━━━ DATASET
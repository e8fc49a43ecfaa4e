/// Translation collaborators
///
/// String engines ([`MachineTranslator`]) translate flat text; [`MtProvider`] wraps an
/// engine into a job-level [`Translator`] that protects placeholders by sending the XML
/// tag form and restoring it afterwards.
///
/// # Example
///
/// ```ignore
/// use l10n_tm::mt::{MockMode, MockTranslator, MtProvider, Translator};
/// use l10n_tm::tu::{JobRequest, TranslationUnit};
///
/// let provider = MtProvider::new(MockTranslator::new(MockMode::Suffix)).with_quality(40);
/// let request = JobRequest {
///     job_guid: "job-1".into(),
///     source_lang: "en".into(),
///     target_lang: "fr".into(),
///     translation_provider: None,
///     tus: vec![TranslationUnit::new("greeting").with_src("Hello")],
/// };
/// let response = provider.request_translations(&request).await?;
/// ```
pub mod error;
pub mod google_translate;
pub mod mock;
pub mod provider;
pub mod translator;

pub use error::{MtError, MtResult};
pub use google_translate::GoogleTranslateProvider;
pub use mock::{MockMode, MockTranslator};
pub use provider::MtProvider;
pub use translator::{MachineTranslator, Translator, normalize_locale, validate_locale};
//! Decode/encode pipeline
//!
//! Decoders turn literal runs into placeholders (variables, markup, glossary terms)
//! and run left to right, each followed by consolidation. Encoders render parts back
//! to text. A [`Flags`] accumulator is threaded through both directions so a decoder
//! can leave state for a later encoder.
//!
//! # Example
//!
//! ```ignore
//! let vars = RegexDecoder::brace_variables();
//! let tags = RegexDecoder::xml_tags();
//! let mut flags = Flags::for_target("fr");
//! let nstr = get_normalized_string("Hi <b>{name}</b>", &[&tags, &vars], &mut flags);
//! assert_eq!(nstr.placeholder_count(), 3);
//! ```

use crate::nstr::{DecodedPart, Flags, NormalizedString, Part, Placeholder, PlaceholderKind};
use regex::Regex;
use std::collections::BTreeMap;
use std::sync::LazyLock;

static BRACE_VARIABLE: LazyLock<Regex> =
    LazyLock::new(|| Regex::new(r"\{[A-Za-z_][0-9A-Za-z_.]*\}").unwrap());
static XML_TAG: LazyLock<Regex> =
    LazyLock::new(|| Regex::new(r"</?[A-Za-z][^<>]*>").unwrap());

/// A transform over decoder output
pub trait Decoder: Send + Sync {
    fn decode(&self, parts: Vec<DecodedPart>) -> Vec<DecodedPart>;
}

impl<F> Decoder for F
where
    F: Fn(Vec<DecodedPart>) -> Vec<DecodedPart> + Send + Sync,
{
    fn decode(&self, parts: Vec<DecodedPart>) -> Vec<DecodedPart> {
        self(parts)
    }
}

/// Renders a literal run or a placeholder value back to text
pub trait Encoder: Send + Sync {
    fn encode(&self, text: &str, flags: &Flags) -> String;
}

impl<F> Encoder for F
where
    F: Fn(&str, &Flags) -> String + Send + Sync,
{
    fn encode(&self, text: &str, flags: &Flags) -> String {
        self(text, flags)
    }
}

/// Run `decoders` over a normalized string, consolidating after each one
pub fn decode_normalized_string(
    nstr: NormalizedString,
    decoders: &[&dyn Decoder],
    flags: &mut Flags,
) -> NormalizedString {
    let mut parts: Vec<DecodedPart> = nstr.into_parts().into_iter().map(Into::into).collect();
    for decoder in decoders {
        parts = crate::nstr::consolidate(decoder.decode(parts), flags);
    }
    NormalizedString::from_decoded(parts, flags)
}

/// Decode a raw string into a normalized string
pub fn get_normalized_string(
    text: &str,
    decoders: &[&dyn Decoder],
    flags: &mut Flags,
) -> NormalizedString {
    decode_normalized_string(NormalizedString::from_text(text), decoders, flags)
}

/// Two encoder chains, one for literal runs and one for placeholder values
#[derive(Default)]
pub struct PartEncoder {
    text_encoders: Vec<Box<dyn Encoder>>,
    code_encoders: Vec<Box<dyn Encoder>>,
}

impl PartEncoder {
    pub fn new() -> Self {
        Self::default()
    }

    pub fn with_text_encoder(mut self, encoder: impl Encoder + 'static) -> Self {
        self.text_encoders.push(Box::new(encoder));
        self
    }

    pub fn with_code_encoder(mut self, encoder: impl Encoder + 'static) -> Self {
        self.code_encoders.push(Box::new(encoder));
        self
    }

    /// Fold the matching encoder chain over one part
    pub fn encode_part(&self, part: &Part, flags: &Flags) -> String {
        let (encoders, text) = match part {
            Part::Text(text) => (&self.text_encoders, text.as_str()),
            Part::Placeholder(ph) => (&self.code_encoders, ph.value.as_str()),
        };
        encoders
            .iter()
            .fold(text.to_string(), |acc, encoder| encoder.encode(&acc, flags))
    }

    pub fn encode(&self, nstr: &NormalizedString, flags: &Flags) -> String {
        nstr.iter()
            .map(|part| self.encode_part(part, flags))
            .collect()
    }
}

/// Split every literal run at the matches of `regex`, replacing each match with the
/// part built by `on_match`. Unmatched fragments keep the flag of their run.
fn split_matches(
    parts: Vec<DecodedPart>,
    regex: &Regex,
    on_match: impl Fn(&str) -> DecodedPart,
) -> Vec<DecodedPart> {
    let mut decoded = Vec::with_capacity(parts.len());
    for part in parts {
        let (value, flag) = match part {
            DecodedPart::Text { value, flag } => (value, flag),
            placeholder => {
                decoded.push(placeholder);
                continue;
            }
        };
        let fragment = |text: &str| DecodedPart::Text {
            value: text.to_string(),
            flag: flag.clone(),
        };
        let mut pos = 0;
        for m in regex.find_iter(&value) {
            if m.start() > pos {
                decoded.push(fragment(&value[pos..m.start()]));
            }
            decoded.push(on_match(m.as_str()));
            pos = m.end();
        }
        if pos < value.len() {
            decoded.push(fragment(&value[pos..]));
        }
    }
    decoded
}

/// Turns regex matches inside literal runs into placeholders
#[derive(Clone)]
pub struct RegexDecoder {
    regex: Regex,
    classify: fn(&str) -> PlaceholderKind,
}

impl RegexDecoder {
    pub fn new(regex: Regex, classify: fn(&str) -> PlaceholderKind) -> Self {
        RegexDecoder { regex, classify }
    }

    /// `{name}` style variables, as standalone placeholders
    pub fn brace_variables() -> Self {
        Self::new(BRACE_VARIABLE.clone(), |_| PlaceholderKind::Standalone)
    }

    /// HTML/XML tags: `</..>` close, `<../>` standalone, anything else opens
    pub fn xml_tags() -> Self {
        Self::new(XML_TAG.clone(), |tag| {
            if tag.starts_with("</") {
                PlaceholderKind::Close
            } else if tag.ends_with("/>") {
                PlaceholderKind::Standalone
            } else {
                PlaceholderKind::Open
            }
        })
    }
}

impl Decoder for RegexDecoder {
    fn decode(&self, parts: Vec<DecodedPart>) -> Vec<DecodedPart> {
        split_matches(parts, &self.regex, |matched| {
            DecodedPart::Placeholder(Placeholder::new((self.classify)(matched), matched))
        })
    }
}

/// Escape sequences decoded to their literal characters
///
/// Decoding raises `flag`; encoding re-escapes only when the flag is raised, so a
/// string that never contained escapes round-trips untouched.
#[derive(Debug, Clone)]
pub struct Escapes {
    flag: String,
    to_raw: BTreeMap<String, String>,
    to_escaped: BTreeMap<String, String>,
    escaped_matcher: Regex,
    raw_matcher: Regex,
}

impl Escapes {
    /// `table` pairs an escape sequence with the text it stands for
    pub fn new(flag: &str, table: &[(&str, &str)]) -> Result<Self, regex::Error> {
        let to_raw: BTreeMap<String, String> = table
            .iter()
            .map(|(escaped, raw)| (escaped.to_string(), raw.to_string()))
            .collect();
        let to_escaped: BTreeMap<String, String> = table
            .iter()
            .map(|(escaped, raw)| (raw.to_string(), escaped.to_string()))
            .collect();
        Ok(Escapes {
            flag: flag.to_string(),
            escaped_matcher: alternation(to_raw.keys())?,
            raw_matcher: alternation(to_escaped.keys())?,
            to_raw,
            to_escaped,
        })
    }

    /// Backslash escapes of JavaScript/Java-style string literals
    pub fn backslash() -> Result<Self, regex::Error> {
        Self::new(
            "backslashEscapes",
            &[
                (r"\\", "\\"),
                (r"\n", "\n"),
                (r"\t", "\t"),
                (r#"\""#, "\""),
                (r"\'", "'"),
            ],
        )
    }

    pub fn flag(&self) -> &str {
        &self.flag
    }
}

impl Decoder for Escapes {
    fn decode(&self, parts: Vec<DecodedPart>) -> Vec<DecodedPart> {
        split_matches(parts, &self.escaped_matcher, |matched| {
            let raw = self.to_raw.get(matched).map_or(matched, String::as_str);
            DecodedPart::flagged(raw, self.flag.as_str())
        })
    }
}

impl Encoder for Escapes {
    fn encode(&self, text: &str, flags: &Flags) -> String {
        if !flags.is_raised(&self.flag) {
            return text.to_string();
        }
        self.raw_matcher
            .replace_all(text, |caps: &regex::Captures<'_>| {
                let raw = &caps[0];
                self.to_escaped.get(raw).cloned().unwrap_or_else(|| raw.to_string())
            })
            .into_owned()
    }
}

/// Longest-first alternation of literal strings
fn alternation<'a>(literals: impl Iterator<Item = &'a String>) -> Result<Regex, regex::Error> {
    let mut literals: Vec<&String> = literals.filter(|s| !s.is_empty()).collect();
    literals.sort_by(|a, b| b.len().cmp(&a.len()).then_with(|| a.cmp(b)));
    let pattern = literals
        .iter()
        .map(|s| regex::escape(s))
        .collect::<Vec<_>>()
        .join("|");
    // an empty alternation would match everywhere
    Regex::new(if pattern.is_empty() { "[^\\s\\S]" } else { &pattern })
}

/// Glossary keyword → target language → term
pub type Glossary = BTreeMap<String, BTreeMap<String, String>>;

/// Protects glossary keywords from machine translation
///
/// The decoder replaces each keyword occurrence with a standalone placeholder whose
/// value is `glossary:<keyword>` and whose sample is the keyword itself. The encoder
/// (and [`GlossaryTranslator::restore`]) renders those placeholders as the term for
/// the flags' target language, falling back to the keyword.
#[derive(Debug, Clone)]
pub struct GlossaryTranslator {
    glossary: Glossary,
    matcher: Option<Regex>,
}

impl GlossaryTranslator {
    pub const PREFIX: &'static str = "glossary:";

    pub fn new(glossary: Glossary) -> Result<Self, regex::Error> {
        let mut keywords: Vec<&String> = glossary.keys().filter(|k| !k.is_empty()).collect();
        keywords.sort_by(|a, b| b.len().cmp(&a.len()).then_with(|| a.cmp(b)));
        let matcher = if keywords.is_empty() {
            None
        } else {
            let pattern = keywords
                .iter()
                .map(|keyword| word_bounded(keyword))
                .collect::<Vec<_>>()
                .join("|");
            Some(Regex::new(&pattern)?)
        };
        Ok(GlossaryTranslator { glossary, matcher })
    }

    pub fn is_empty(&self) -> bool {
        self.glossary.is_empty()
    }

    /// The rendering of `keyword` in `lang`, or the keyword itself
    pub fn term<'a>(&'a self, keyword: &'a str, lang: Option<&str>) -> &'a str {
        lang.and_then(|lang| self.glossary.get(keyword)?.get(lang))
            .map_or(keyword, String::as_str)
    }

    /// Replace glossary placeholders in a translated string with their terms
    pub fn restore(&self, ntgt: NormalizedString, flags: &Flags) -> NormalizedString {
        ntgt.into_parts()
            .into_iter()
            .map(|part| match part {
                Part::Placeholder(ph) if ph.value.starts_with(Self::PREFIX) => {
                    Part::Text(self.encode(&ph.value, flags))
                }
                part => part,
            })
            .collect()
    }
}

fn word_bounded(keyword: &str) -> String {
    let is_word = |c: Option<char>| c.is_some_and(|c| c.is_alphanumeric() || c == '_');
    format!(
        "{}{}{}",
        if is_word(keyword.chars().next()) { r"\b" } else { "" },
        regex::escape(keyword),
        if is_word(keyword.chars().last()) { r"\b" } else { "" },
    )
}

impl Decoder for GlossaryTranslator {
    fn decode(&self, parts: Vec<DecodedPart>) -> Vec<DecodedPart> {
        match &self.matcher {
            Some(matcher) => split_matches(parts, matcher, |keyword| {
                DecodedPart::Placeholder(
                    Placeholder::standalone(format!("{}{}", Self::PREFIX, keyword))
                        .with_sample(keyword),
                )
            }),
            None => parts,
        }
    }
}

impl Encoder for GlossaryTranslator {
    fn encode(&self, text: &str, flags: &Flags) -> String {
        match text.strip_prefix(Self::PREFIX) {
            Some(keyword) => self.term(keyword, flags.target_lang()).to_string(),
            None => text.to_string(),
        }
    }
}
━━━━━━
Beginning at the opening line of the data, transcribe each line exactly until you reach the line with "pub trait Decoder: Send", which you also include, and go no further.

**REPLY:**
repository e8fc49a43ecfaa4e
/// Translation collaborators
///
/// String engines ([`MachineTranslator`]) translate flat text; [`MtProvider`] wraps an
/// engine into a job-level [`Translator`] that protects placeholders by sending the XML
/// tag form and restoring it afterwards.
///
/// # Example
///
/// ```ignore
/// use l10n_tm::mt::{MockMode, MockTranslator, MtProvider, Translator};
/// use l10n_tm::tu::{JobRequest, TranslationUnit};
///
/// let provider = MtProvider::new(MockTranslator::new(MockMode::Suffix)).with_quality(40);
/// let request = JobRequest {
///     job_guid: "job-1".into(),
///     source_lang: "en".into(),
///     target_lang: "fr".into(),
///     translation_provider: None,
///     tus: vec![TranslationUnit::new("greeting").with_src("Hello")],
/// };
/// let response = provider.request_translations(&request).await?;
/// ```
pub mod error;
pub mod google_translate;
pub mod mock;
pub mod provider;
pub mod translator;

pub use error::{MtError, MtResult};
pub use google_translate::GoogleTranslateProvider;
pub use mock::{MockMode, MockTranslator};
pub use provider::MtProvider;
pub use translator::{MachineTranslator, Translator, normalize_locale, validate_locale};
//! Decode/encode pipeline
//!
//! Decoders turn literal runs into placeholders (variables, markup, glossary terms)
//! and run left to right, each followed by consolidation. Encoders render parts back
//! to text. A [`Flags`] accumulator is threaded through both directions so a decoder
//! can leave state for a later encoder.
//!
//! # Example
//!
//! ```ignore
//! let vars = RegexDecoder::brace_variables();
//! let tags = RegexDecoder::xml_tags();
//! let mut flags = Flags::for_target("fr");
//! let nstr = get_normalized_string("Hi <b>{name}</b>", &[&tags, &vars], &mut flags);
//! assert_eq!(nstr.placeholder_count(), 3);
//! ```

use crate::nstr::{DecodedPart, Flags, NormalizedString, Part, Placeholder, PlaceholderKind};
use regex::Regex;
use std::collections::BTreeMap;
use std::sync::LazyLock;

static BRACE_VARIABLE: LazyLock<Regex> =
    LazyLock::new(|| Regex::new(r"\{[A-Za-z_][0-9A-Za-z_.]*\}").unwrap());
static XML_TAG: LazyLock<Regex> =
    LazyLock::new(|| Regex::new(r"</?[A-Za-z][^<>]*>").unwrap());

/// A transform over decoder output
pub trait Decoder: Send + Sync {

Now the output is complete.